IN Brief:
- HS2’s reset is expected to continue into spring 2027 after starting in January 2025.
- Contractor negotiations, commercial controls, organisational capability, and Euston delivery remain unresolved pressure points.
- The programme continues to carry major cost exposure, with further public funding expected for Euston.
HS2 Ltd is moving through a critical phase of its programme reset, with contractor negotiations, commercial controls, and the future of Euston still shaping the delivery outlook for Britain’s largest infrastructure project.
The reset began in January 2025 and is expected to continue until spring 2027. Its workstreams cover cost and schedule, supply-chain and commercial arrangements, organisational capability and culture, and programme governance across a scheme that has already absorbed substantial public spending.
By the end of March 2026, the Department for Transport and HS2 had spent £46.8bn on the programme, including expenditure linked to cancelled Phase 2 elements. The Department for Transport’s current cost range for Phase 1 stands at £87.7bn to £102.7bn.
The reset is intended to establish a more credible baseline and reduce the risk of further cost escalation. Contractor negotiations remain one of the most difficult parts of that process, particularly as HS2 has identified hundreds of millions of pounds of disallowable contractor costs and continues to work through revised commercial arrangements.
Reaching new agreements with the supply chain is only part of the challenge. The commercial reset must also change how packages are managed on site, how risk is recorded, how decisions are escalated, and how delivery performance is measured. Without those changes, revised contracts can become another layer of paperwork over the same underlying problems.
Euston remains a separate but connected test. The Euston Delivery Company was established in April 2026 to take forward the station and wider development programme, yet the route to a fully funded, buildable plan is still being settled. Further public funding is expected on top of money already spent, keeping the station at the centre of political and commercial risk.
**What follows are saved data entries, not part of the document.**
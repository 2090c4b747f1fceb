use super::model::CellValue;

// ---------------------------------------------------------------------------
// Month labels
// ---------------------------------------------------------------------------

/// Display labels (heatmap rows), index 0 = January.
pub const LABELS_FR: [&str; 12] = [
    "Jan", "Fév", "Mar", "Avr", "Mai", "Juin", "Juil", "Aoû", "Sept", "Oct", "Nov", "Déc",
];

/// Accent-free labels used to build the full `"MM - Label"` axis labels.
pub const LABELS_ASCII: [&str; 12] = [
    "Jan", "Fev", "Mars", "Avr", "Mai", "Juin", "Juil", "Aout", "Sept", "Oct", "Nov", "Dec",
];

/// The fixed month axis shared by every month-keyed table.
pub const MONTHS: std::ops::RangeInclusive<u32> = 1..=12;

/// Three-letter prefixes of French month names.
///
/// `jun` maps to June and `jui` to July, so a bare "Juin" resolves to July.
/// Numeric-prefixed labels (`"06 - Juin"`) never reach this lookup.
const ABBREVIATIONS: [(&str, u32); 15] = [
    ("jan", 1),
    ("fév", 2),
    ("fev", 2),
    ("mar", 3),
    ("avr", 4),
    ("mai", 5),
    ("jun", 6),
    ("jui", 7),
    ("aoû", 8),
    ("aou", 8),
    ("sep", 9),
    ("oct", 10),
    ("nov", 11),
    ("déc", 12),
    ("dec", 12),
];

// ---------------------------------------------------------------------------
// Month resolution
// ---------------------------------------------------------------------------

/// Resolve a long-form month cell (`"03 - Mars"`, `"Février"`, `7`, …).
///
/// A leading run of one or two digits wins and is returned without range
/// checking; month-keyed tables reindex on 1..=12 and drop anything else.
/// Otherwise the first three lower-cased characters are looked up in the
/// abbreviation table. Returns `None` when nothing matches.
pub fn resolve_month(value: &CellValue) -> Option<u32> {
    match value {
        CellValue::Null => None,
        other => resolve_month_str(&other.to_string()),
    }
}

pub fn resolve_month_str(raw: &str) -> Option<u32> {
    let s = raw.trim();

    let digits: String = s.chars().take_while(|c| c.is_ascii_digit()).take(2).collect();
    if !digits.is_empty() {
        return digits.parse().ok();
    }

    let prefix: String = s.to_lowercase().chars().take(3).collect();
    ABBREVIATIONS
        .iter()
        .find(|(abbr, _)| *abbr == prefix)
        .map(|(_, month)| *month)
}

/// Numeric coercion of a purely numeric month cell. Whole floats and numeric
/// text are accepted; anything else is unresolved.
pub fn coerce_month(value: &CellValue) -> Option<u32> {
    let n = match value {
        CellValue::String(s) => s.trim().parse::<f64>().ok()?,
        other => other.as_f64()?,
    };
    if n.is_finite() && n.fract() == 0.0 && n >= 0.0 && n <= u32::MAX as f64 {
        Some(n as u32)
    } else {
        None
    }
}

/// `"03 - Mars"` for a month in 1..=12, empty for anything else.
pub fn full_label(month: Option<u32>) -> String {
    match month {
        Some(m) if MONTHS.contains(&m) => format!("{m:02} - {}", LABELS_ASCII[(m - 1) as usize]),
        _ => String::new(),
    }
}

/// The 12 full labels in month order.
pub fn axis_labels() -> Vec<String> {
    MONTHS.map(|m| full_label(Some(m))).collect()
}

#[cfg(test)]
mod tests {
    use super::*;

    #[test]
    fn leading_digits_are_returned_as_is() {
        assert_eq!(resolve_month_str("3"), Some(3));
        assert_eq!(resolve_month_str("  11 - Nov  "), Some(11));
        assert_eq!(resolve_month_str("07-Juillet"), Some(7));
        // Only the first two digits are taken and no range check is applied.
        assert_eq!(resolve_month_str("13"), Some(13));
        assert_eq!(resolve_month_str("123"), Some(12));
    }

    #[test]
    fn numeric_cells_resolve_through_their_text() {
        assert_eq!(resolve_month(&CellValue::Integer(4)), Some(4));
        assert_eq!(resolve_month(&CellValue::Float(9.0)), Some(9));
        assert_eq!(resolve_month(&CellValue::String(" 5 ".into())), Some(5));
    }

    #[test]
    fn french_names_with_and_without_accents() {
        let cases = [
            ("Janvier", 1),
            ("Février", 2),
            ("fevrier", 2),
            ("MARS", 3),
            ("Avril", 4),
            ("mai", 5),
            ("Juillet", 7),
            ("Août", 8),
            ("aout", 8),
            ("Septembre", 9),
            ("Octobre", 10),
            ("Novembre", 11),
            ("Décembre", 12),
            ("decembre", 12),
        ];
        for (name, expected) in cases {
            assert_eq!(resolve_month_str(name), Some(expected), "{name}");
        }
    }

    #[test]
    fn juin_resolves_to_july_through_the_prefix_table() {
        assert_eq!(resolve_month_str("Juin"), Some(7));
        assert_eq!(resolve_month_str("jun"), Some(6));
    }

    #[test]
    fn only_the_three_letter_prefix_matters() {
        assert_eq!(resolve_month_str("January"), Some(1));
        assert_eq!(resolve_month_str("Decembre"), Some(12));
        assert_eq!(resolve_month_str(" Fév "), Some(2));
        assert_eq!(resolve_month_str("AOÛT"), Some(8));
        assert_eq!(resolve_month_str("DÉCEMBRE"), Some(12));
    }

    #[test]
    fn unresolvable_values() {
        assert_eq!(resolve_month(&CellValue::Null), None);
        assert_eq!(resolve_month_str(""), None);
        assert_eq!(resolve_month_str("   "), None);
        assert_eq!(resolve_month_str("Foo"), None);
        assert_eq!(resolve_month_str("xyz"), None);
        assert_eq!(resolve_month_str("xx"), None);
    }

    #[test]
    fn numeric_coercion() {
        assert_eq!(coerce_month(&CellValue::Integer(2)), Some(2));
        assert_eq!(coerce_month(&CellValue::Float(12.0)), Some(12));
        assert_eq!(coerce_month(&CellValue::String("6".into())), Some(6));
        assert_eq!(coerce_month(&CellValue::Float(2.5)), None);
        assert_eq!(coerce_month(&CellValue::String("Mars".into())), None);
        assert_eq!(coerce_month(&CellValue::Null), None);
    }

    #[test]
    fn labels() {
        assert_eq!(full_label(Some(3)), "03 - Mars");
        assert_eq!(full_label(Some(12)), "12 - Dec");
        assert_eq!(full_label(Some(13)), "");
        assert_eq!(full_label(None), "");
        let axis = axis_labels();
        assert_eq!(axis.len(), 12);
        assert_eq!(axis[7], "08 - Aout");
    }
}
Delivery pressures are not confined to budgets and baselines. Major works of this scale carry constant safety, logistics, and supervision demands, with regulatory action over a tipper truck incident showing how quickly site management failures can become legal and financial issues alongside programme risk.
The construction challenge is now as organisational as it is technical. HS2 brings together long chains of contractors, designers, specialist suppliers, utilities interfaces, land constraints, railway systems, tunnelling works, and station delivery. Resetting that kind of programme requires a contracting model that gives delivery partners enough certainty to plan while giving the client enough control over cost and performance.
Across the wider infrastructure market, that balance has become harder to strike. Public clients need affordability and auditability, contractors are guarding against excessive fixed-price exposure, and specialist suppliers are selective about where they commit capacity. On megaprojects, unclear risk allocation can quickly turn into slower delivery, higher claims activity, and weaker commercial trust.
HS2’s experience is likely to influence future procurement. Large infrastructure clients are expected to demand stronger early-stage cost assurance, clearer gateway controls, and more realistic treatment of design maturity before construction commitments are made. Contractors, in turn, will push for deeper preconstruction involvement and more transparent treatment of risk before prices are locked down.
Euston adds further complexity because it combines railway infrastructure with development, public realm, station operations, utilities, and funding structures. The station cannot be treated as a conventional civil engineering package. Its affordability depends on engineering, property, political, and operational decisions holding together over several years.
The reset gives HS2 a route to rebuild confidence, but its value will be judged by delivery behaviour rather than revised governance language. Contractor agreements, stronger controls, and a credible Euston plan now have to translate into firmer decisions, clearer accountability, and more predictable progress on the ground.